Piano d'azione per i mezzi pubblici di Roma! Soluzioni definitive, non reclami!






Buon mercoledì a tutti!

Dai che ormai mancano solo due giorni e mezzo al fine settimana!

Stamattina ho preso come sempre tram e metro per arrivare a studio. Ovviamente, come saprete, i mezzi pubblici romani non sono neanche lontanamente accessibili ai disabili di qualsiasi specie. Fermate non annunciate, scale, ascensori che non funzionano, gradini scivolosi, tutto buio e stretto e chi più ne ha più ne metta.

Aggiungiamo che oggi, mercoledì, c’è anche l’udienza papale. A me piace vedere che ci sono moltissime persone, fedeli, che affrontano viaggi anche lunghissimi per andare da Papa Francesco. Ma onestamente, quando si è in ritardo e si teme di schiantarsi su qualche ostacolo, restare accartocciati sotto una massa di turisti non è proprio il massimo.

In più, stamattina, la scala mobile non funzionava. Ho dovuto prendere le scale che di rado e solo per forza maggiore prendo. Non mi sono ricordata esattamente dove iniziasse la rampa e per poco non volavo di sotto. Sì, la rampa iniziava prima di quanto pensassi. Chiaramente mi sono presa una storta  e ho imprecato mentalmente contro la gestione dei mezzi a Roma.

Adesso, sappiamo tutti quali sono i problemi, anche gravi, del trasporto pubblico.

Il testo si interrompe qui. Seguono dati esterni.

impl Room {
    pub fn new(hub: HubClient, admin_password: String, self_tx: Sender<WorkerMsg>) -> Self {
        Self {
            now_ms: 0,
            settings: GameSettings::default(),
            ships: HashMap::new(),
            insertion_order: Vec::new(),
            bots: HashMap::new(),
            bullets: HashMap::new(),
            mines: HashMap::new(),
            pickups: HashMap::new(),
            lasers: HashMap::new(),
            sessions: HashMap::new(),
            next_mine_spawn_ms: 0,
            next_pickup_spawn_ms: 0,
            next_bot_pass_ms: 0,
            next_admin_push_ms: 0,
            timers: TimerQueue::default(),
            hub,
            admin_password,
            self_tx,
        }
    }

    // -- emission helpers --------------------------------------------------

    pub(crate) fn emit_to(&self, player_id: PlayerId, event: ServerEvent) {
        if let Some(session) = self.sessions.get(&player_id) {
            let _ = session.outbox.send(event);
        }
    }

    pub(crate) fn broadcast(&self, event: ServerEvent) {
        for session in self.sessions.values() {
            let _ = session.outbox.send(event.clone());
        }
    }

    pub(crate) fn broadcast_except(&self, exclude: PlayerId, event: ServerEvent) {
        for (id, session) in self.sessions.iter() {
            if *id != exclude {
                let _ = session.outbox.send(event.clone());
            }
        }
    }

    fn cursor_info_for_ship(ship: &Ship) -> CursorInfo {
        CursorInfo {
            x: ship.position.x,
            y: ship.position.y,
            rotation: ship.facing_rotation,
            color: ship.color.clone(),
            label: ship.display_label.clone(),
            health: ship.health,
            kind: CursorKind::Player,
            active_weapon: Some(ship.active_weapon),
            shield: Some(ship.shield),
        }
    }

    fn cursor_info_for_bot(bot: &shared::Bot) -> CursorInfo {
        CursorInfo {
            x: bot.position.x,
            y: bot.position.y,
            rotation: bot.heading,
            color: "#888888".to_string(),
            label: bot.label.clone(),
            health: bot.health,
            kind: CursorKind::Bot,
            active_weapon: None,
            shield: None,
        }
    }

    // -- connection lifecycle (§4.8 Admit) ---------------------------------

    pub fn connect(
        &mut self,
        player_id: PlayerId,
        external_player_key: Option<String>,
        outbox: tokio::sync::mpsc::UnboundedSender<ServerEvent>,
    ) {
        let color_idx = self.insertion_order.len() % shared::ship::COLOR_PALETTE.len();
        let color = shared::ship::COLOR_PALETTE[color_idx].to_string();
        let label = player_id.to_string();

        let ship = Ship::new(
            player_id,
            external_player_key.clone(),
            label.clone(),
            color.clone(),
            self.settings.player_starting_health,
        );
        self.ships.insert(player_id, ship);
        self.insertion_order.push(player_id);
        self.sessions.insert(player_id, Session { outbox });

        self.emit_to(
            player_id,
            ServerEvent::PlayerInfo {
                user_id: player_id,
                label: label.clone(),
                color: color.clone(),
                kills: 0,
                deaths: 0,
                health: self.settings.player_starting_health,
            },
        );

        let joined_cursor = Self::cursor_info_for_ship(&self.ships[&player_id]);
        self.broadcast_except(
            player_id,
            ServerEvent::UserJoined { user_id: player_id, cursor: joined_cursor },
        );

        let mut cursors = HashMap::new();
        for (id, ship) in self.ships.iter() {
            if *id != player_id {
                cursors.insert(id.to_string(), Self::cursor_info_for_ship(ship));
            }
        }
        for bot in self.bots.values() {
            cursors.insert(bot.id.to_string(), Self::cursor_info_for_bot(bot));
        }
        self.emit_to(player_id, ServerEvent::CursorsSync { cursors });

        let mines: Vec<(MineId, f32, f32)> =
            self.mines.values().map(|m| (m.id, m.position.x, m.position.y)).collect();
        self.emit_to(player_id, ServerEvent::MineSync { mines });

        let powerups: Vec<(PickupId, f32, f32, String, Option<shared::WeaponKind>)> = self
            .pickups
            .values()
            .map(|p| {
                let (kind, weapon) = pickup_kind_wire(p.kind);
                (p.id, p.position.x, p.position.y, kind, weapon)
            })
            .collect();
        self.emit_to(player_id, ServerEvent::PowerupSync { powerups });

        if let Some(key) = external_player_key {
            let hub = self.hub.clone();
            let self_tx = self.self_tx.clone();
            tokio::spawn(async move {
                if let Ok(resp) = hub.fetch_current_game().await {
                    if let Some(player) = resp.players.into_iter().find(|p| p.player_key == key) {
                        let _ = self_tx.send(WorkerMsg::HubNameResolved { player_id, name: player.name }).await;
                    }
                }
            });
        }

        info!(%player_id, "ship connected");
    }

    pub fn disconnect(&mut self, player_id: PlayerId) {
        self.ships.remove(&player_id);
        self.insertion_order.retain(|id| *id != player_id);
        self.sessions.remove(&player_id);
        self.lasers.remove(&player_id);
        self.broadcast(ServerEvent::UserLeft { user_id: player_id });
        info!(%player_id, "ship disconnected");
    }

    pub fn mark_score_submitted(&mut self, player_id: PlayerId, ok: bool) {
        admin::mark_score_submitted(self, player_id, ok);
    }

    pub fn resolve_hub_name(&mut self, player_id: PlayerId, name: String) {
        if let Some(ship) = self.ships.get_mut(&player_id) {
            ship.display_label = name;
            let cursor = Self::cursor_info_for_ship(ship);
            self.broadcast(ServerEvent::CursorUpdate { user_id: player_id.to_string(), cursor });
        }
    }

    // -- inbound events (§4.8) ---------------------------------------------

    pub fn handle_client_event(&mut self, player_id: PlayerId, event: shared::protocol::ClientEvent) {
        use shared::protocol::ClientEvent as E;
        match event {
            E::CursorMove { x, y, rotation } => self.on_cursor_move(player_id, x, y, rotation),
            E::BulletShoot { x, y, angle, is_rocket } => self.on_bullet_shoot(player_id, x, y, angle, is_rocket),
            E::LaserShoot { angle, .. } => self.on_laser_shoot(player_id, angle),
            E::HealthDamage { user_id, health, attacker_id } => {
                self.on_health_damage(user_id, health, attacker_id)
            }
            other => admin::dispatch(self, player_id, other),
        }
    }

    fn on_cursor_move(&mut self, player_id: PlayerId, x: f32, y: f32, rotation: f32) {
        if !x.is_finite() || !y.is_finite() || !rotation.is_finite() {
            return;
        }
        let Some(ship) = self.ships.get_mut(&player_id) else { return };
        if ship.is_dead() {
            return;
        }
        ship.position.x = x;
        ship.position.y = y;
        ship.position.clamp_to_map();
        ship.facing_rotation = rotation;
        let cursor = Self::cursor_info_for_ship(ship);
        self.broadcast_except(player_id, ServerEvent::CursorUpdate { user_id: player_id.to_string(), cursor });
    }

    fn on_bullet_shoot(&mut self, player_id: PlayerId, x: f32, y: f32, angle: f32, is_rocket: bool) {
        let Some(ship) = self.ships.get_mut(&player_id) else { return };
        if ship.is_dead() {
            return;
        }
        if ship.ammo == Some(0) {
            return;
        }
        let stats = ship.active_weapon.stats();
        let color = ship.color.clone();
        let origin = shared::Vec2::new(x, y);

        if let Some(remaining) = ship.ammo {
            let remaining = remaining - 1;
            if remaining == 0 {
                ship.active_weapon = shared::WeaponKind::MachineGun;
                ship.ammo = None;
            } else {
                ship.ammo = Some(remaining);
            }
        }

        let pellets = stats.pellet_count.max(1);
        let spread = if pellets > 1 { 0.15 } else { 0.0 };
        for i in 0..pellets {
            let offset = if pellets > 1 {
                (i as f32 / (pellets - 1) as f32 - 0.5) * 2.0 * spread
            } else {
                0.0
            };
            let bullet = shared::Bullet::spawn(
                BulletId::next(),
                shared::BulletOwner::Player(player_id),
                origin,
                angle + offset,
                is_rocket && stats.is_rocket,
                stats.damage,
            );
            self.broadcast(ServerEvent::BulletSpawn {
                bullet_id: bullet.id,
                user_id: player_id.to_string(),
                x: bullet.position.x,
                y: bullet.position.y,
                vx: bullet.velocity.x,
                vy: bullet.velocity.y,
                color: color.clone(),
                is_rocket: Some(bullet.is_rocket),
            });
            self.bullets.insert(bullet.id, bullet);
        }
    }

    fn on_laser_shoot(&mut self, player_id: PlayerId, angle: f32) {
        let Some(ship) = self.ships.get(&player_id) else { return };
        if ship.is_dead() {
            return;
        }
        let color = ship.color.clone();
        let beam = shared::LaserBeam::new(player_id, angle);
        self.lasers.insert(player_id, beam);
        let ship = &self.ships[&player_id];
        self.broadcast(ServerEvent::LaserSpawn {
            user_id: player_id,
            x: ship.position.x,
            y: ship.position.y,
            angle,
            color,
        });
    }

    fn on_health_damage(&mut self, user_id: PlayerId, health: f32, attacker_id: Option<PlayerId>) {
        let Some(ship) = self.ships.get_mut(&user_id) else { return };
        if ship.is_dead() || !health.is_finite() {
            return;
        }
        let was_alive = !ship.is_dead();
        ship.health = health.clamp(0.0, 100.0);
        self.broadcast(ServerEvent::HealthUpdate {
            user_id: user_id.to_string(),
            health: ship.health,
            shield: Some(ship.shield),
            attacker_id: attacker_id.map(|a| a.to_string()),
        });
        if was_alive && self.ships[&user_id].is_dead() {
            death::on_ship_death(self, user_id, attacker_id);
        }
    }

    // -- the tick (§4.1) -----------------------------------------------------

    pub fn tick(&mut self) {
        for action in self.timers.drain_due(self.now_ms) {
            match action {
                DeferredAction::RespawnShip { player_id } => death::respawn_ship(self, player_id),
                DeferredAction::RespawnBot { bot_id } => bots::respawn_bot(self, bot_id),
                DeferredAction::MineChainCheck { epicentre, original_damage_radius, triggered_by } => {
                    mines::chain_check(self, epicentre, original_damage_radius, triggered_by)
                }
            }
        }

        mines::advance_spawn(self);
        powerups::advance_spawn(self);
        bullets::advance(self);
        lasers::advance(self);

        for ship in self.ships.values_mut() {
            ship.step_physics();
        }
        let moving: Vec<PlayerId> = self
            .ships
            .iter()
            .filter(|(_, s)| s.is_moving_nontrivially())
            .map(|(id, _)| *id)
            .collect();
        for id in moving {
            let cursor = Self::cursor_info_for_ship(&self.ships[&id]);
            self.broadcast(ServerEvent::CursorUpdate { user_id: id.to_string(), cursor });
        }

        powerups::check_collection(self);
        mines::check_ship_contact(self);
        bullets::resolve_collisions(self);
        bots::maybe_advance(self);

        if self.now_ms >= self.next_admin_push_ms {
            self.next_admin_push_ms = self.now_ms + ADMIN_PUSH_INTERVAL_MS;
            admin::push_snapshots(self);
        }

        self.now_ms += TICK_MS;
    }
}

Ed è per questo che non voglio scrivere un post “di denuncia”, se così lo vogliamo chiamare, ma di PROGRAMMA.

Mi spiego meglio.

Invece di elencare i disatri che affliggono il servizio dei mezzi pubblici, voglo fare un elenco di quello che secondo me sarebbe utile, facile, rapido fare.

-      Per gli autobus, tram e metro: pulire con disinfettante ogni sera. No, non puliscono. Si sente dall’unto che si tocca sui pali. Se si trova pulito, si lascia pulito.
-      Installare ascensori funzionanti, puliti, con pulsnti con i segni in braille e la voce che annuncia il piano e che cosa c’è su quel piano. Aggiungere una telecamera, così i malintenzionati non saranno così attratti.
-      Mettere righe gialle antiscivolo sui gradini di tutte le rampre.
-      Pulire i corrimano.
-      Costringere i conducenti dei mezzi ad accendere la voce che annuncia le fermate di tram e autobus.
-      Accertarsi che tutte le pedane di tutti gli autobus e tram funzionino, così le carrozze possono accedere senza difficoltà.
-      Cambiare le luci dentro le fermate della metro. I neon sono eccessivamente costosi e fanno poca luce. Un ambiente più luminoso favorisce il calo della criminalità.
-      Se una scala mobile non funziona, provvedere a sistemarla immediatamente.
-      Disporre i controllori all’ingresso della metro. Perché siamo così idioti da pagare il biglietto? E pure pagarlo caro, quando moltissimi scavalcano i tornelli?
-      Sugli autobus, far entrare solo dalla porta del conducente, far uscire solo dalla porta centrale e dalla porta posteriore.
-      Far uscire prima di far entrare, sugli autobus.
-      I conducenti degli autobus possono erogare biglietti, devono controllare che tutti  coloro che salgono ne siano in possesso, possono fare multe a chi viene beccato senza titolo, prendendosi il 20% della somma dell’ammenda.
-      Se così tanti controllori si trovano annoiati negli uffici, che escano! Magari vedendone uno in più la gente si decide ad essere più ligia, a comrare il biglietto e sono convinta che anche la delinquenza e la maleducazione sui mezzi calerebbero drasticamente.

So che sembrano molti punti, tante cose da fare, ma tutto queso viene fatto ogni giorno in tutte le capitali europee. Non ho idea del motivo per cui attività tanto semplici e lineari, non possano essere intraprese anche a Roma. Guadagni esagerati, controlli maggiori, più sicurezza, accessibilità…ma che cosa aspettiamo?

Voglio, nei prossimi giorni, informarmi su che cosa bisogna fare per produrre almeno qualcuna di queste idee, e con chi si deve parlare. Ovviamente, le risposte blande, malinconiche e vaghe non saranno accettate.

Informatevi anche voi e fatemi sapere!